Top of Extracted information

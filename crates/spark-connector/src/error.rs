use std::time::Duration;

use spark_transport::{TransportError, UnresolvedAddress};
use thiserror::Error;

/// 连接池错误。
#[derive(Debug, Error, Clone, PartialEq, Eq)]
#[non_exhaustive]
pub enum PoolError {
    /// 在等待预算内没有可用连接。
    #[error("no available connection to {address} after waiting {waited:?}")]
    NoAvailableConnection {
        /// 远端地址。
        address: UnresolvedAddress,
        /// 实际等待时长。
        waited: Duration,
    },
}

impl PoolError {
    /// 稳定错误码。
    pub fn code(&self) -> &'static str {
        match self {
            PoolError::NoAvailableConnection { .. } => "spark.connector.pool.no_available_connection",
        }
    }
}

/// 连接器错误。
#[derive(Debug, Error)]
#[non_exhaustive]
pub enum ConnectorError {
    /// 同步建连失败。
    #[error("connect to {address} failed")]
    ConnectFailed {
        /// 远端地址。
        address: UnresolvedAddress,
        /// 底层传输错误。
        #[source]
        source: TransportError,
    },
    /// 连接器已关闭。
    #[error("connector has been shut down")]
    Shutdown,
}

impl ConnectorError {
    /// 稳定错误码。
    pub fn code(&self) -> &'static str {
        match self {
            ConnectorError::ConnectFailed { .. } => "spark.connector.connect_failed",
            ConnectorError::Shutdown => "spark.connector.shutdown",
        }
    }
}

/// 配置解析错误。
#[derive(Debug, Error)]
#[non_exhaustive]
pub enum ConfigError {
    /// TOML 语法或字段类型错误。
    #[error("invalid connector config: {source}")]
    Parse {
        /// 底层解析错误。
        #[from]
        source: toml::de::Error,
    },
    /// 字段取值越界。
    #[error("invalid value for `{field}`: {reason}")]
    InvalidValue {
        /// 字段路径。
        field: &'static str,
        /// 失败原因。
        reason: &'static str,
    },
}

impl ConfigError {
    /// 稳定错误码。
    pub fn code(&self) -> &'static str {
        match self {
            ConfigError::Parse { .. } => "spark.connector.config.parse_failed",
            ConfigError::InvalidValue { .. } => "spark.connector.config.invalid_value",
        }
    }
}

Bottom of Extracted information

## Brief
Search the entries for the word "TransportError". Copy each line where it appears.

## Answer to the problem
use spark_transport::{TransportError, UnresolvedAddress};
        source: TransportError,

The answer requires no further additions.